◆ YOUR INSTRUCTIONS
Your answer should consist of each line from the data below that contains "outbound".

◆ DATA PROVIDED
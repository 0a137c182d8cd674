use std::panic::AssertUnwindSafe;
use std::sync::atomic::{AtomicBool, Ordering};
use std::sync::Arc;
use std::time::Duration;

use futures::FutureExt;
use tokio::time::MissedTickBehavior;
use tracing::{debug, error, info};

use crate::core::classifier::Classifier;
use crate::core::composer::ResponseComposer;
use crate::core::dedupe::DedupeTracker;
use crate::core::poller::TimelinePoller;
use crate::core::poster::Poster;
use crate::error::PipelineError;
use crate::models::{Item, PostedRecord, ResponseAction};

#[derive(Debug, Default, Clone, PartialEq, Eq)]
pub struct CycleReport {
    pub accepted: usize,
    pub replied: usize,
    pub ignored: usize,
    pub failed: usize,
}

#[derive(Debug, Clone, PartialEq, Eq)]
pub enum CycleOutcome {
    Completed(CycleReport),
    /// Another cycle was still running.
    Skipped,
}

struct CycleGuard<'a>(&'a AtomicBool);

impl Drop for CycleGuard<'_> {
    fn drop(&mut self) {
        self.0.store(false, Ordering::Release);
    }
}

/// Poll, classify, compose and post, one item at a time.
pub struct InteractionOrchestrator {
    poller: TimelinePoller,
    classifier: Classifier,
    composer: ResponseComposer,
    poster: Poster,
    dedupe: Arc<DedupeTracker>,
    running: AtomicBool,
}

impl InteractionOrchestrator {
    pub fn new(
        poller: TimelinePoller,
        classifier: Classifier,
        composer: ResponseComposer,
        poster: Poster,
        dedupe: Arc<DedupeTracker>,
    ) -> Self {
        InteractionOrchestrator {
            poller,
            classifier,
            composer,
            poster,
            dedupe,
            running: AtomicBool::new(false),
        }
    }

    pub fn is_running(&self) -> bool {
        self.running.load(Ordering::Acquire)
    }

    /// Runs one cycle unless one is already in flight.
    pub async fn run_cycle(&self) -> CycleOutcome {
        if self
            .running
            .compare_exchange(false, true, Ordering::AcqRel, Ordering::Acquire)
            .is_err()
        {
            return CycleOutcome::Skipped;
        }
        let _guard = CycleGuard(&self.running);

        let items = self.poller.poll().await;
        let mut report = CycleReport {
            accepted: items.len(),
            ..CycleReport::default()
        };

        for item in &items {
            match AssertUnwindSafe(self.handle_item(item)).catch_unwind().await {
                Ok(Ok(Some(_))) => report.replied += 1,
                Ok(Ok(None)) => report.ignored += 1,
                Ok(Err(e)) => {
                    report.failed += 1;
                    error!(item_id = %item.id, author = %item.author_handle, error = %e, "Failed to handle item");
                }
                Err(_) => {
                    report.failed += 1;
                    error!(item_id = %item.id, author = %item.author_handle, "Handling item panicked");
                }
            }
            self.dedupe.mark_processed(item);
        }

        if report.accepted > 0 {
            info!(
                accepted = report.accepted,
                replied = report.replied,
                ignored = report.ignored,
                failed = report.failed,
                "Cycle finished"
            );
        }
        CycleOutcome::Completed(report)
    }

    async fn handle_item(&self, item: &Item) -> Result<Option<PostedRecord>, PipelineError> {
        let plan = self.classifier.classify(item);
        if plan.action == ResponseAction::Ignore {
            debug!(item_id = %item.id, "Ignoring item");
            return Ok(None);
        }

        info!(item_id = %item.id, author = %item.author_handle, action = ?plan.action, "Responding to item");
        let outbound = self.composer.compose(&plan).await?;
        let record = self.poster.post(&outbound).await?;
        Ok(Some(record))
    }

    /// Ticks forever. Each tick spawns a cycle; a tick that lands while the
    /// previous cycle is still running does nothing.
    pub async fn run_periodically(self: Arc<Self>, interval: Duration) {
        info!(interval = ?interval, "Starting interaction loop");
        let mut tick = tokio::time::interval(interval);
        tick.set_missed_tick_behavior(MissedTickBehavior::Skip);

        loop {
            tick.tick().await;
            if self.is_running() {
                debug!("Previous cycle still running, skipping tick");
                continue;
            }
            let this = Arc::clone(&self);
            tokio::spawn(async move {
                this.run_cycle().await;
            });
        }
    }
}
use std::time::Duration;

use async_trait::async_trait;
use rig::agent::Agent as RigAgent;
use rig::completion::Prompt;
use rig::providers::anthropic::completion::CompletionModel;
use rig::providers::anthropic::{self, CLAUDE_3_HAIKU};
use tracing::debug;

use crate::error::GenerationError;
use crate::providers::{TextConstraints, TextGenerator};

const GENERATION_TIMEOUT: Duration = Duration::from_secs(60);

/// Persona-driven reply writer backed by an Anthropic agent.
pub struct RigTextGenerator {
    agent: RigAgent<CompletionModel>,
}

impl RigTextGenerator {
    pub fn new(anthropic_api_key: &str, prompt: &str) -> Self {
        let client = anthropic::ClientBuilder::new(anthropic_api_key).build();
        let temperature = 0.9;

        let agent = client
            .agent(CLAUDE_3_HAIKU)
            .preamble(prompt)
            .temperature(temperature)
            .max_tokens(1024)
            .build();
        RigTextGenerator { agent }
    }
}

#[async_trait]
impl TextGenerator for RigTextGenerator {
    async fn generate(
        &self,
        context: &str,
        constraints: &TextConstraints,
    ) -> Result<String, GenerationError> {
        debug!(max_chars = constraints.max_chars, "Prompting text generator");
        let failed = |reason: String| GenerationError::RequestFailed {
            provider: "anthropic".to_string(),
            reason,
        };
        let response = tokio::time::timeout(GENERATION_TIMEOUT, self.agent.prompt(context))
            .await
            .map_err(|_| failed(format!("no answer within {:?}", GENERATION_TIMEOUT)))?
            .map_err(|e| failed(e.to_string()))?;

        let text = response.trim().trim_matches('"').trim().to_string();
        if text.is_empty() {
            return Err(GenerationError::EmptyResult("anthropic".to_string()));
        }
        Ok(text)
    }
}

◆ ANSWER AREA
        let outbound = self.composer.compose(&plan).await?;
        let record = self.poster.post(&outbound).await?;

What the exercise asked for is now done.